Preuves : On a cherché, dans MEDLINE, des articles sur la question publiés entre janvier 1986 et décembre 1993, examiné les bibliographies des articles pour y trouver d'autres articles, et consulté des experts. On a fondé les recommandations sur le niveau de preuve le plus élevé disponible.
Valeurs : On a utilisé les méthodes fondées sur la preuve et les valeurs du Groupe d'étude canadien sur l'examen médical périodique. On a accordé la valeur la plus importante à la préservation de la vision conformément à d'autres lignes directrices sur la vue.
Avantages, préjudices et coûts : Les avantages possibles consistent à maintenir ou améliorer l'acuité visuelle. Les risques de préjudices pour les patients sont minimes. Les données disponibles sur les coûts sont limitées.
Recommandations : Des preuves raisonnables incitent à inclure dans l'examen médical périodique des tests d'acuité visuelle effectués à l'aide de l'échelle de Snellen et d'un examen du fond de l'oeil ou d'une photographie de la rétine chez les patients âgés atteints de diabète depuis au moins 5 ans (recommandation de catégorie B). Le rôle de l'examen du fond de l'oeil dans la détection d'une dégénérescence de la macule et de changements glaucomateux liés à l'âge suscite la controverse. Il serait prudent, pour les patients à risque élevé de glaucome (antécédents familiaux positifs, race noire, myopie grave ou de diabète), de subir un examen périodique effectué par un ophtalmologue.

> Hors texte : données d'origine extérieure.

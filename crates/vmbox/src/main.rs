//! vmbox - Create a Vagrant .box archive from a VMware virtual machine.

use clap::{Parser, ValueEnum};
use std::path::PathBuf;
use tracing::{info, warn};
use tracing_subscriber::{fmt, prelude::*, EnvFilter};
use vmbox_common::HostPlatform;
use vmbox_packager::tools::ToolOverrides;
use vmbox_packager::vdisk::OptimizeOptions;
use vmbox_packager::workflow::ArchiverChoice;
use vmbox_packager::{build_box, register_box, BuildOptions, LocalExecutor, RegisterOptions};

#[derive(Parser)]
#[command(name = "vmbox")]
#[command(
    author,
    version,
    about = "Create a .BOX archive from VMware files to be used with Vagrant"
)]
struct Cli {
    /// The name of the BOX file that should be created (or registered with --vagrantify)
    #[arg(short = 'b', long = "box_name")]
    box_name: Option<String>,

    /// The source VM directory. Defaults to the current directory
    #[arg(short = 'd', long = "vm_directory_path")]
    vm_directory_path: Option<PathBuf>,

    /// Print verbose output
    #[arg(short, long)]
    verbose: bool,

    /// Skip defragmenting the VMDKs
    #[arg(long = "skip_defrag")]
    skip_defrag: bool,

    /// Skip shrinking the VMDKs
    #[arg(long = "skip_shrink")]
    skip_shrink: bool,

    /// Add an existing .box to Vagrant and create a Vagrantfile for it
    #[arg(long)]
    vagrantify: bool,

    /// How to write the .box archive
    #[arg(long, value_enum, default_value_t = ArchiverArg::Tar)]
    archiver: ArchiverArg,

    /// Continue when the archiver exits with an error
    #[arg(long = "best_effort_archive")]
    best_effort_archive: bool,

    /// Path to vmware-vdiskmanager
    #[arg(long)]
    vdiskmanager: Option<PathBuf>,

    /// Path to tar
    #[arg(long)]
    tar: Option<PathBuf>,

    /// Path to vagrant
    #[arg(long)]
    vagrant: Option<PathBuf>,
}

#[derive(Clone, Copy, Debug, PartialEq, Eq, ValueEnum)]
enum ArchiverArg {
    /// External tar command
    Tar,
    /// Built-in tar.gz writer
    Native,
}

impl From<ArchiverArg> for ArchiverChoice {
    fn from(arg: ArchiverArg) -> Self {
        match arg {
            ArchiverArg::Tar => ArchiverChoice::Tar,
            ArchiverArg::Native => ArchiverChoice::Native,
        }
    }
}

#[tokio::main(flavor = "current_thread")]
async fn main() -> anyhow::Result<()> {
    let cli = Cli::parse();

    let filter = if cli.verbose {
        EnvFilter::new("debug")
    } else {
        EnvFilter::new("info")
    };

    tracing_subscriber::registry()
        .with(fmt::layer().with_target(false))
        .with(filter)
        .init();

    let dir = match cli.vm_directory_path {
        Some(dir) => dir,
        None => std::env::current_dir()?,
    };
    let executor = LocalExecutor::new();

    if cli.vagrantify {
        let options = RegisterOptions {
            dir,
            box_file: cli.box_name,
            vagrant: cli.vagrant,
        };

        let report = register_box(&options, &executor).await?;
        info!(
            "Box {} registered as {}",
            report.box_path.display(),
            report.identity
        );
        return Ok(());
    }

    let options = BuildOptions {
        dir,
        box_name: cli.box_name,
        optimize: OptimizeOptions {
            skip_defrag: cli.skip_defrag,
            skip_shrink: cli.skip_shrink,
        },
        archiver: cli.archiver.into(),
        best_effort_archive: cli.best_effort_archive,
        tools: ToolOverrides {
            vdiskmanager: cli.vdiskmanager,
            tar: cli.tar,
        },
        platform: HostPlatform::current(),
    };

    let report = build_box(&options, &executor).await?;
    if report.complete {
        info!("Box written to {:?}", report.box_path);
    } else {
        warn!("Archiver failed, {:?} may be incomplete", report.box_path);
    }

    Ok(())
}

Validation : Les recommandations diffèrent de celles de l'American Academy of Ophthalmology et de l'American Optometric Association. Les recommandations relatives au dépistage du glaucome sont semblables à celles du Preventive Services Task Force des États-Unis. Les recommandations en vigueur ont été examinées par des experts des domaines de l'ophtalmologie et de l'optométrie.